Justice may have been served Wednesday when Joseph Bozicevich was sentenced to life in prison without the possibility of parole for the September 2008 shooting deaths of Staff Sgt. Darris Dawson and Sgt. Wesley Durbin in Iraq. But even though the sentencing decision likely was what the families of the deceased had been hoping for, there clearly are no winners in this situation.
Both the Durbin and Dawson families lost sons, and the Bozicevich family is grieving as well. The convicted man’s family members are secondary victims of his crime.
The high-profile case’s sentencing decision marks the end of an emotional three-year period filled with hearings, motions, court-martial delays and heart-breaking testimony. And while this chapter is now behind us, another is about to begin.
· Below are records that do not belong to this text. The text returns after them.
//! Job queue contract and the in-memory reference queue.
//!
//! The engine assumes a standard job-queue: add, fetch, counts, ranged
//! listing, progress updates, delay/promote/remove, pause/resume, and
//! native retry with exponential backoff on failure. [`MemoryQueue`]
//! documents those semantics and backs the tests; production deployments
//! plug a real queue in behind the same trait.

use std::collections::{HashMap, VecDeque};
use std::sync::{Mutex, PoisonError};
use std::time::Duration;

use async_trait::async_trait;
use chrono::{DateTime, Utc};
use serde_json::Value;
use volley_core::{DispatchError, JobId, JobProgress, JobSpec, JobState, Result};

/// Per-job queue options.
#[derive(Clone, Debug)]
pub struct JobOptions {
    /// Total processing attempts before the job lands in `failed`.
    pub attempts: u32,
    /// Base for the exponential retry backoff.
    pub backoff_base: Duration,
    /// Completed jobs retained: at most this many.
    pub keep_completed: usize,
    /// Completed jobs retained: at most this long.
    pub completed_ttl: Duration,
    /// Failed jobs retained this long.
    pub failed_ttl: Duration,
}

impl Default for JobOptions {
    fn default() -> Self {
        Self {
            attempts: 3,
            backoff_base: Duration::from_secs(5),
            keep_completed: 1000,
            completed_ttl: Duration::from_secs(24 * 60 * 60),
            failed_ttl: Duration::from_secs(7 * 24 * 60 * 60),
        }
    }
}

/// A job with its queue-side bookkeeping.
#[derive(Clone, Debug)]
pub struct QueuedJob {
    pub job_id: JobId,
    pub name: String,
    pub spec: JobSpec,
    pub state: JobState,
    pub attempts_made: u32,
    pub progress: Option<JobProgress>,
    pub return_value: Option<Value>,
    pub failed_reason: Option<String>,
    pub created_at: DateTime<Utc>,
    pub started_at: Option<DateTime<Utc>>,
    pub finished_at: Option<DateTime<Utc>>,
    pub delay_until: Option<DateTime<Utc>>,
}
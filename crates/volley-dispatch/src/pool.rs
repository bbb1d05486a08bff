//! Bounded worker pool.
//!
//! A fixed set of workers pulling from one shared unbounded FIFO: whichever
//! worker goes idle claims the next queued submission, so a slow task never
//! blocks work queued behind it while siblings sit free. Guarantees:
//! - every submission resolves with a [`TaskOutcome`], never hangs: a hard
//!   per-task timeout, crash detection, and a dedicated shutdown error
//!   cover the failure paths;
//! - a crashed worker is replaced by its supervisor; the task that was on
//!   the crashed worker surfaces as a system error to its submitter, and
//!   queued tasks stay in the shared queue for the survivors;
//! - a task that cannot be enqueued at all fails with a system error;
//! - [`WorkerPool::batch_process`] returns per-record results in input
//!   order.

use std::sync::atomic::{AtomicBool, Ordering};
use std::sync::{Arc, Mutex, PoisonError};
use std::time::Duration;

use async_trait::async_trait;
use serde_json::Value;
use tokio::sync::{mpsc, oneshot};
use tokio::task::JoinHandle;
use volley_core::{ApiError, JobId, Record, SessionId};

use crate::retry::RetryConfig;

/// Task flavor; both run the record pipeline, `ApiCall` skips any local
/// record transformation.
#[derive(Clone, Copy, Debug, PartialEq, Eq)]
pub enum TaskKind {
    ApiCall,
    ProcessRecord,
}

/// Everything a worker needs to run one record.
#[derive(Clone, Debug)]
pub struct TaskContext {
    pub session_id: SessionId,
    pub job_id: JobId,
    pub api_url: String,
    pub headers: Vec<(String, String)>,
    pub retry: RetryConfig,
    pub verbose: bool,
}

/// One typed unit of pool work.
#[derive(Clone, Debug)]
pub struct PoolTask {
    pub kind: TaskKind,
    pub record: Record,
    pub context: TaskContext,
}

/// Per-record result, labelled for the batch worker's accounting.
#[derive(Clone, Debug)]
pub struct TaskOutcome {
    pub success: bool,
    pub data: Option<Value>,
    pub error: Option<ApiError>,
    pub record: Record,
    pub user_action_required: bool,
}

impl TaskOutcome {
    pub fn success(record: Record, data: Value) -> Self {
        Self {
            success: true,
            data: Some(data),
            error: None,
            record,
            user_action_required: false,
        }
    }

    pub fn failure(record: Record, error: ApiError) -> Self {
        Self {
            success: false,
            data: None,
            user_action_required: error.user_action_required,
            error: Some(error),
            record,
        }
    }
}

/// Executes one task; implemented by the record pipeline.
#[async_trait]
pub trait RecordProcessor: Send + Sync + 'static {
    async fn process(&self, task: PoolTask) -> TaskOutcome;
}

struct Submission {
    task: PoolTask,
    reply: oneshot::Sender<TaskOutcome>,
}

/// The shared submission queue end workers pull from. One worker at a time
/// waits in `recv`; the rest queue on the lock until it claims.
type SharedQueue = Arc<tokio::sync::Mutex<mpsc::UnboundedReceiver<Submission>>>;

/// Pool size for this host: one less than the CPU count, kept within [2, 4].
pub fn pool_size_for_host() -> usize {
    let cpus = std::thread::available_parallelism()
        .map(|n| n.get())
        .unwrap_or(2);
    cpus.saturating_sub(1).clamp(2, 4)
}

pub struct WorkerPool {
    sender: Mutex<mpsc::UnboundedSender<Submission>>,
    shutdown: Arc<AtomicBool>,
    supervisors: Mutex<Vec<JoinHandle<()>>>,
    task_timeout: Duration,
    size: usize,
}

impl WorkerPool {
    pub fn new(
        processor: Arc<dyn RecordProcessor>,
        pool_size: usize,
        task_timeout: Duration,
    ) -> Arc<Self> {
        let shutdown = Arc::new(AtomicBool::new(false));
        let (sender, receiver) = mpsc::unbounded_channel();
        let queue: SharedQueue = Arc::new(tokio::sync::Mutex::new(receiver));
        let supervisors = (0..pool_size)
            .map(|index| {
                supervise(
                    index,
                    queue.clone(),
                    processor.clone(),
                    task_timeout,
                    shutdown.clone(),
                )
            })
            .collect();
        Arc::new(Self {
            sender: Mutex::new(sender),
            shutdown,
            supervisors: Mutex::new(supervisors),
            task_timeout,
            size: pool_size,
        })
    }

    pub fn size(&self) -> usize {
        self.size
    }

    pub fn task_timeout(&self) -> Duration {
        self.task_timeout
    }

    fn shutdown_outcome(record: Record) -> TaskOutcome {
        TaskOutcome::failure(record, ApiError::system("worker pool shut down"))
    }

    fn sender(&self) -> mpsc::UnboundedSender<Submission> {
        self.sender
            .lock()
            .unwrap_or_else(PoisonError::into_inner)
            .clone()
    }

    /// Submits one task and waits for its outcome. Never hangs: timeouts,
    /// crashes, and shutdown all resolve to failure outcomes.
    pub async fn submit(&self, task: PoolTask) -> TaskOutcome {
        let record = task.record.clone();
        if self.shutdown.load(Ordering::SeqCst) {
            return Self::shutdown_outcome(record);
        }
        let (reply, receiver) = oneshot::channel();
        if self.sender().send(Submission { task, reply }).is_err() {
            return TaskOutcome::failure(
                record,
                ApiError::system("task could not be delivered to the pool"),
            );
        }
        match receiver.await {
            Ok(outcome) => outcome,
            Err(_) => {
                if self.shutdown.load(Ordering::SeqCst) {
                    Self::shutdown_outcome(record)
                } else {
                    TaskOutcome::failure(
                        record,
                        ApiError::system("worker crashed while processing task"),
                    )
                }
            }
        }
    }

    /// Submits all tasks and waits for every one to settle; results are in
    /// input order.
    pub async fn batch_process(&self, tasks: Vec<PoolTask>) -> Vec<TaskOutcome> {
        let submissions: Vec<_> = tasks.into_iter().map(|task| self.submit(task)).collect();
        futures::future::join_all(submissions).await
    }

    /// Rejects queued work with the shutdown error and stops all workers.
    /// In-flight tasks run to completion (bounded by the task timeout).
    pub async fn shutdown(&self) {
        self.shutdown.store(true, Ordering::SeqCst);
        {
            // Dropping the live sender closes the queue once drained; a
            // fresh dangling sender keeps late submitters on the fast-fail
            // path.
            let (dangling, _closed) = mpsc::unbounded_channel();
            *self.sender.lock().unwrap_or_else(PoisonError::into_inner) = dangling;
        }
        let handles: Vec<JoinHandle<()>> = {
            let mut supervisors = self
                .supervisors
                .lock()
                .unwrap_or_else(PoisonError::into_inner);
            supervisors.drain(..).collect()
        };
        for handle in handles {
            if let Err(e) = handle.await {
                tracing::warn!(error = %e, "pool supervisor ended abnormally");
            }
        }
    }
}

/// Supervisor: keeps one worker alive over the shared queue, replacing it
/// when it crashes. The queue itself survives crashes, so only the task
/// that was in flight is lost.
fn supervise(
    index: usize,
    queue: SharedQueue,
    processor: Arc<dyn RecordProcessor>,
    task_timeout: Duration,
    shutdown: Arc<AtomicBool>,
) -> JoinHandle<()> {
    tokio::spawn(async move {
        loop {
            let worker = tokio::spawn(worker_loop(
                index,
                queue.clone(),
                processor.clone(),
                task_timeout,
                shutdown.clone(),
            ));
            match worker.await {
                Ok(()) => break,
                Err(e) => {
                    if shutdown.load(Ordering::SeqCst) {
                        break;
                    }
                    tracing::warn!(worker = index, error = %e, "pool worker crashed; replacing");
                }
            }
        }
    })
}

async fn worker_loop(
    index: usize,
    queue: SharedQueue,
    processor: Arc<dyn RecordProcessor>,
    task_timeout: Duration,
    shutdown: Arc<AtomicBool>,
) {
    loop {
        let claimed = {
            let mut receiver = queue.lock().await;
            receiver.recv().await
        };
        let Some(submission) = claimed else {
            break;
        };
        if shutdown.load(Ordering::SeqCst) {
            let record = submission.task.record.clone();
            let _ = submission.reply.send(WorkerPool::shutdown_outcome(record));
            continue;
        }
        let record = submission.task.record.clone();
        let outcome = match tokio::time::timeout(task_timeout, processor.process(submission.task))
            .await
        {
            Ok(outcome) => outcome,
            Err(_) => {
                tracing::warn!(worker = index, "pool task exceeded hard timeout");
                TaskOutcome::failure(
                    record,
                    ApiError::system(format!(
                        "task timed out after {}s",
                        task_timeout.as_secs()
                    )),
                )
            }
        };
        let _ = submission.reply.send(outcome);
    }
}

#[cfg(test)]
mod tests {
    use super::*;
    use serde_json::json;
    use volley_core::ErrorCategory;

    fn task(request_id: &str) -> PoolTask {
        PoolTask {
            kind: TaskKind::ApiCall,
            record: Record::new(json!({"memberId": "M1", "requestId": request_id})),
            context: TaskContext {
                session_id: "S1".into(),
                job_id: "J1".into(),
                api_url: "http://api/echo".into(),
                headers: Vec::new(),
                retry: RetryConfig::default(),
                verbose: false,
            },
        }
    }

    /// Succeeds normally; panics on records whose requestId is "boom";
    /// stalls forever on "stall".
    struct ScriptedProcessor;

    #[async_trait]
    impl RecordProcessor for ScriptedProcessor {
        async fn process(&self, task: PoolTask) -> TaskOutcome {
            match task.record.request_id() {
                Some("boom") => panic!("scripted worker crash"),
                Some("stall") => {
                    futures::future::pending::<()>().await;
                    unreachable!()
                }
                _ => TaskOutcome::success(task.record, json!({"ok": true})),
            }
        }
    }

    #[tokio::test(start_paused = true)]
    async fn batch_results_preserve_input_order() {
        let pool = WorkerPool::new(Arc::new(ScriptedProcessor), 3, Duration::from_secs(30));
        let tasks: Vec<PoolTask> = (0..7).map(|i| task(&format!("R{}", i))).collect();
        let outcomes = pool.batch_process(tasks).await;
        assert_eq!(outcomes.len(), 7);
        for (i, outcome) in outcomes.iter().enumerate() {
            assert!(outcome.success);
            assert_eq!(outcome.record.request_id(), Some(format!("R{}", i)).as_deref());
        }
        pool.shutdown().await;
    }

    #[tokio::test(start_paused = true)]
    async fn crashed_worker_is_replaced_and_task_errors() {
        let pool = WorkerPool::new(Arc::new(ScriptedProcessor), 3, Duration::from_secs(30));
        let outcome = pool.submit(task("boom")).await;
        assert!(!outcome.success);
        let error = outcome.error.expect("error");
        assert_eq!(error.category, ErrorCategory::SystemError);
        assert!(error.message.contains("crashed"));

        // The pool keeps serving from the shared queue.
        for i in 0..6 {
            let outcome = pool.submit(task(&format!("after-{}", i))).await;
            assert!(outcome.success, "submission {} after crash", i);
        }
        pool.shutdown().await;
    }

    #[tokio::test(start_paused = true)]
    async fn idle_workers_pull_past_a_stalled_sibling() {
        let pool = WorkerPool::new(Arc::new(ScriptedProcessor), 2, Duration::from_secs(30));
        let stalled = tokio::spawn({
            let pool = pool.clone();
            async move { pool.submit(task("stall")).await }
        });
        // Let the stalled task get claimed by one worker.
        tokio::time::sleep(Duration::from_millis(10)).await;

        let start = tokio::time::Instant::now();
        for i in 0..4 {
            let outcome = pool.submit(task(&format!("quick-{}", i))).await;
            assert!(outcome.success, "quick task {} must not queue behind the stall", i);
        }
        assert!(
            start.elapsed() < Duration::from_secs(30),
            "idle worker must serve queued tasks before the stall times out"
        );

        let stalled_outcome = stalled.await.expect("join");
        assert!(!stalled_outcome.success);
        assert!(stalled_outcome
            .error
            .expect("error")
            .message
            .contains("timed out"));
        pool.shutdown().await;
    }

    #[tokio::test(start_paused = true)]
    async fn stalled_task_hits_hard_timeout() {
        let pool = WorkerPool::new(Arc::new(ScriptedProcessor), 2, Duration::from_secs(30));
        let outcome = pool.submit(task("stall")).await;
        assert!(!outcome.success);
        assert!(outcome
            .error
            .expect("error")
            .message
            .contains("timed out after 30s"));
        pool.shutdown().await;
    }

    #[tokio::test(start_paused = true)]
    async fn shutdown_rejects_new_submissions() {
        let pool = WorkerPool::new(Arc::new(ScriptedProcessor), 2, Duration::from_secs(30));
        pool.shutdown().await;
        let outcome = pool.submit(task("R1")).await;
        assert!(!outcome.success);
        assert!(outcome
            .error
            .expect("error")
            .message
            .contains("shut down"));
    }
}
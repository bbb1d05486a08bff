//! Input records.
//!
//! A record is opaque to the engine: it is posted verbatim as the request
//! body. The only fields the engine reads are the correlation ids `memberId`
//! and `requestId`, which must be present on every record of a batch.

use serde::{Deserialize, Serialize};
use serde_json::Value;

/// One immutable input record of a batch.
#[derive(Clone, Debug, PartialEq, Serialize, Deserialize)]
#[serde(transparent)]
pub struct Record(pub Value);

impl Record {
    pub fn new(value: Value) -> Self {
        Self(value)
    }

    /// The batch-correlation id, when present.
    pub fn member_id(&self) -> Option<&str> {
        self.0.get("memberId").and_then(Value::as_str)
    }

    /// The trace-correlation id, when present.
    pub fn request_id(&self) -> Option<&str> {
        self.0.get("requestId").and_then(Value::as_str)
    }

    /// The verbatim JSON body posted to the remote API.
    pub fn payload(&self) -> &Value {
        &self.0
    }
}

/// A batch that failed validation, with the offending record indices.
#[derive(Clone, Debug, PartialEq, Eq, Serialize, Deserialize)]
pub struct RecordValidationError {
    /// Indices of records missing `memberId`.
    pub missing_member_id: Vec<usize>,
    /// Indices of records missing `requestId`.
    pub missing_request_id: Vec<usize>,
    /// True when the batch itself was empty.
    pub empty_batch: bool,
}

impl std::fmt::Display for RecordValidationError {
    fn fmt(&self, f: &mut std::fmt::Formatter<'_>) -> std::fmt::Result {
        if self.empty_batch {
            return write!(f, "batch contains no records");
        }
        write!(
            f,
            "invalid records: missing memberId at {:?}, missing requestId at {:?}",
            self.missing_member_id, self.missing_request_id
        )
    }
}

/// Validates a batch: non-empty, and every record carries both correlation ids.
pub fn validate_batch(records: &[Record]) -> Result<(), RecordValidationError> {
    if records.is_empty() {
        return Err(RecordValidationError {
            missing_member_id: Vec::new(),
            missing_request_id: Vec::new(),
            empty_batch: true,
        });
    }
    let mut missing_member_id = Vec::new();
    let mut missing_request_id = Vec::new();
    for (index, record) in records.iter().enumerate() {
        if record.member_id().map_or(true, str::is_empty) {
            missing_member_id.push(index);
        }
        if record.request_id().map_or(true, str::is_empty) {
            missing_request_id.push(index);
        }
    }
    if missing_member_id.is_empty() && missing_request_id.is_empty() {
        Ok(())
    } else {
        Err(RecordValidationError {
            missing_member_id,
            missing_request_id,
            empty_batch: false,
        })
    }
}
Spc. Neftaly Platero is accused of killing Spc. John Carrillo Jr. and Pfc. Gebrah P. Noonan on Sept. 23, 2010, in Iraq. He also is accused of shooting and wounding a third soldier. Platero, who currently is confined in Coastal Georgia, already had an Article 32 hearing and is awaiting court martial.
Adding to the overwhelming sadness of these situations is the fact that it all possibly could have been avoided. While the Army has worked to fight the stigma traditionally attached to seeking mental-health assistance, there always will be soldiers who refuse to go for help. In those cases, evaluating the mental health of troops before sending them to war is essential. While pre-deployment screening procedures already are in place, there’s always room for improvement.
On its website, Time magazine recently expounded on an April American Journal of Psychiatry article about a study done by five Army mental-health experts, who found that standard military screening referred only 0.3 percent of troops for mental-health evaluation before deploying. The more rigorous checkups advocated by the doctors in the study drove that up to 7.7 percent and kept 0.7 percent of screened soldiers from deploying.
Lt. Col. Christopher Warner, the study’s lead author, once served as the chief of the department of behavioral medicine at Winn Army Community Hospital. So, what better place to put his findings to good use? Doing so likely will strengthen the Army and save the lives of many of those who serve.